143. Will migraines cause hair loss? Migraines do not directly cause hair loss. However, the stress and anxiety associated with chronic migraines can contribute to conditions like telogen effluvium, where hair loss occurs due to emotional or physical stress. Find information on hair loss causes at the American Academy of Dermatology.

144. Will migraines cause eye pain? Yes, migraines can cause eye pain, particularly in conditions like ocular or retinal migraines. These migraines can lead to temporary vision disturbances and pain around the eye area, but they typically resolve without causing permanent damage. Explore more about ocular migraines at the American Migraine Foundation.
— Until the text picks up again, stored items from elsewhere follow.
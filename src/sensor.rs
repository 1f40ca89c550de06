//! Sensor-space metadata shared by every matrix indexed by channel.

use std::collections::{BTreeSet, HashSet};

use serde::{Deserialize, Serialize};

use crate::error::{Error, Result};

/// Physical type of a channel.
#[derive(Debug, Clone, Copy, PartialEq, Eq, Hash, PartialOrd, Ord, Serialize, Deserialize)]
pub enum ChannelKind {
    /// MEG magnetometer (T).
    Magnetometer,
    /// MEG planar gradiometer (T/m).
    Gradiometer,
    /// EEG electrode (V).
    Electrode,
}

impl ChannelKind {
    /// Conventional scale bringing this kind to unit order of magnitude
    /// (fT for magnetometers, fT/cm for gradiometers, µV for electrodes).
    pub fn default_scale(self) -> f64 {
        match self {
            ChannelKind::Magnetometer => 1e15,
            ChannelKind::Gradiometer => 1e13,
            ChannelKind::Electrode => 1e6,
        }
    }

    /// Short name.
    pub fn name(self) -> &'static str {
        match self {
            ChannelKind::Magnetometer => "mag",
            ChannelKind::Gradiometer => "grad",
            ChannelKind::Electrode => "eeg",
        }
    }
}

/// One channel descriptor.
#[derive(Debug, Clone, PartialEq, Serialize, Deserialize)]
pub struct Channel {
    /// Channel name, unique within a sensor space.
    pub name: String,
    /// Physical type.
    pub kind: ChannelKind,
    /// Factor bringing this channel's values to unit order of magnitude.
    pub unit_scale: f64,
}

impl Channel {
    /// Channel with the default scale for its kind.
    pub fn new(name: impl Into<String>, kind: ChannelKind) -> Self {
        Self {
            name: name.into(),
            kind,
            unit_scale: kind.default_scale(),
        }
    }

    /// Override the unit scale.
    pub fn with_scale(mut self, unit_scale: f64) -> Self {
        self.unit_scale = unit_scale;
        self
    }
}

/// Ordered channel set.
///
/// Channel order is fixed: covariance rows, forward rows and data rows that
/// refer to this space use the same order.
#[derive(Debug, Clone, PartialEq, Serialize, Deserialize)]
pub struct SensorSpace {
    channels: Vec<Channel>,
    /// Known linear-dependency constraints (projectors, average reference).
    n_constraints: usize,
}

impl SensorSpace {
    /// Build a sensor space, rejecting empty input, duplicate names and
    /// non-positive scales.
    pub fn new(channels: Vec<Channel>) -> Result<Self> {
        if channels.is_empty() {
            return Err(Error::InsufficientData {
                what: "channels",
                got: 0,
                need: 1,
            });
        }
        let mut seen = HashSet::with_capacity(channels.len());
        for ch in &channels {
            if !seen.insert(ch.name.as_str()) {
                return Err(Error::invalid(
                    "channels",
                    format!("duplicate channel name {}", ch.name),
                ));
            }
            if !(ch.unit_scale.is_finite() && ch.unit_scale > 0.0) {
                return Err(Error::invalid(
                    "unit_scale",
                    format!("channel {} has scale {}", ch.name, ch.unit_scale),
                ));
            }
        }
        Ok(Self {
            channels,
            n_constraints: 0,
        })
    }

    /// Record known linear constraints (e.g. 1 for a common average reference).
    pub fn with_constraints(mut self, n_constraints: usize) -> Result<Self> {
        if n_constraints >= self.channels.len() {
            return Err(Error::invalid(
                "n_constraints",
                format!(
                    "{} constraints leave no rank for {} channels",
                    n_constraints,
                    self.channels.len()
                ),
            ));
        }
        self.n_constraints = n_constraints;
        Ok(self)
    }

    /// Number of channels.
    pub fn len(&self) -> usize {
        self.channels.len()
    }

    /// Always false; construction rejects empty spaces.
    pub fn is_empty(&self) -> bool {
        self.channels.is_empty()
    }

    /// Known linear constraints.
    pub fn n_constraints(&self) -> usize {
        self.n_constraints
    }

    /// Upper bound on the rank of any covariance over this space.
    pub fn max_rank(&self) -> usize {
        self.channels.len() - self.n_constraints
    }

    /// Channel descriptors in order.
    pub fn channels(&self) -> &[Channel] {
        &self.channels
    }

    /// Channel names in order.
    pub fn names(&self) -> Vec<String> {
        self.channels.iter().map(|c| c.name.clone()).collect()
    }

    /// Channel kinds present, in a stable order.
    pub fn kinds_present(&self) -> BTreeSet<ChannelKind> {
        self.channels.iter().map(|c| c.kind).collect()
    }

    /// Indices of channels of one kind.
    pub fn indices_of(&self, kind: ChannelKind) -> Vec<usize> {
        self.channels
            .iter()
            .enumerate()
            .filter(|(_, c)| c.kind == kind)
            .map(|(i, _)| i)
            .collect()
    }

    /// Per-channel scale factors.
    pub fn scalings(&self) -> Vec<f64> {
        self.channels.iter().map(|c| c.unit_scale).collect()
    }

    /// New space holding the named channels in the requested order.
    ///
    /// Constraints are dropped: they are not known to survive a subset.
    pub fn pick(&self, names: &[&str]) -> Result<Self> {
        let picked = names
            .iter()
            .map(|name| {
                self.channels
                    .iter()
                    .find(|c| c.name == *name)
                    .cloned()
                    .ok_or_else(|| Error::shape("channel pick", "a known channel", *name))
            })
            .collect::<Result<Vec<_>>>()?;
        Self::new(picked)
    }

    /// Fail unless `names` lists exactly this space's channels in order.
    pub fn ensure_same_order<S: AsRef<str>>(
        &self,
        context: &'static str,
        names: &[S],
    ) -> Result<()> {
        if names.len() != self.channels.len() {
            return Err(Error::shape(
                context,
                format!("{} channels", self.channels.len()),
                format!("{} channels", names.len()),
            ));
        }
        for (ch, name) in self.channels.iter().zip(names) {
            if ch.name != name.as_ref() {
                return Err(Error::shape(context, &ch.name, name.as_ref()));
            }
        }
        Ok(())
    }
}

/// Fail unless `actual` lists the `expected` channel names in order.
pub(crate) fn ensure_names_match(
    context: &'static str,
    expected: &[String],
    actual: &[String],
) -> Result<()> {
    if expected.len() != actual.len() {
        return Err(Error::shape(
            context,
            format!("{} channels", expected.len()),
            format!("{} channels", actual.len()),
        ));
    }
    match expected.iter().zip(actual).find(|(e, a)| e != a) {
        Some((e, a)) => Err(Error::shape(context, e, a)),
        None => Ok(()),
    }
}
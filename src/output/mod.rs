//! Persistence and human-readable summaries.
//!
//! - [`json`]: JSON encoding of covariance matrices, filter banks and inverse
//!   operators, to strings or files
//! - [`terminal`]: colored one-screen summaries

pub mod json;
pub mod terminal;

pub use json::{from_json, load_json, save_json, to_json, to_json_pretty};
pub use terminal::{format_covariance, format_peak};
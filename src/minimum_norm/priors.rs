//! Source covariance priors: depth weighting and orientation looseness.

use tracing::warn;

use crate::error::{Error, Result};
use crate::forward::Orientation;
use crate::types::{Matrix, Vector};

/// Depth prior per location, `d_s^(-depth)`.
///
/// `d_s` is the squared Frobenius norm of location `s`'s whitened gain
/// columns, clamped below at `max(d) / limit²`.
pub(crate) fn depth_prior(
    whitened_gain: &Matrix,
    n_components: usize,
    depth: f64,
    limit: f64,
) -> Result<Vector> {
    let n_sources = whitened_gain.ncols() / n_components;
    if depth == 0.0 {
        return Ok(Vector::from_element(n_sources, 1.0));
    }
    let norms = Vector::from_fn(n_sources, |s, _| {
        whitened_gain.columns(s * n_components, n_components).norm_squared()
    });
    let max = norms.max();
    if !(max > 0.0) {
        return Err(Error::SingularSystem {
            context: "depth prior: every leadfield is whitened to zero",
            location: None,
        });
    }
    let low = max / (limit * limit);
    let clamped = norms.iter().filter(|&&d| d < low).count();
    if clamped > 0 {
        warn!(clamped, limit, "depth weighting saturated at limit");
    }
    Ok(norms.map(|d| d.max(low).powf(-depth)))
}

/// Prior variance per gain column.
///
/// Free orientations are surface oriented: the two tangential columns get
/// `loose` times the location's depth prior, the normal column gets it in full.
pub(crate) fn source_prior(depth: &Vector, orientation: Orientation, loose: f64) -> Vector {
    match orientation {
        Orientation::Fixed => depth.clone(),
        Orientation::Free => Vector::from_fn(depth.len() * 3, |i, _| {
            let d = depth[i / 3];
            if i % 3 == 2 {
                d
            } else {
                loose * d
            }
        }),
    }
}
145. Will migraines cause ear pain? Migraines can cause ear pain, often due to referred pain from the headache affecting the nerves around the ear. Conditions like vestibular migraines can also cause dizziness and a sensation of fullness in the ears. Learn about vestibular migraines at the Vestibular Disorders Association.

146. Will migraines lead to death? Migraines are not life-threatening in themselves but can increase the risk of more serious conditions like stroke, especially in people with migraine with aura. Proper management and medical consultation are key to mitigating these risks. Understand migraine complications at the Mayo Clinic.

147. Will migraines cause loss of vision? Migraines, particularly retinal migraines, can cause temporary vision loss or visual disturbances in one eye. While these symptoms are usually temporary and reversible, frequent occurrences should be evaluated by a healthcare provider. Read about retinal migraines at the American Academy of Ophthalmology.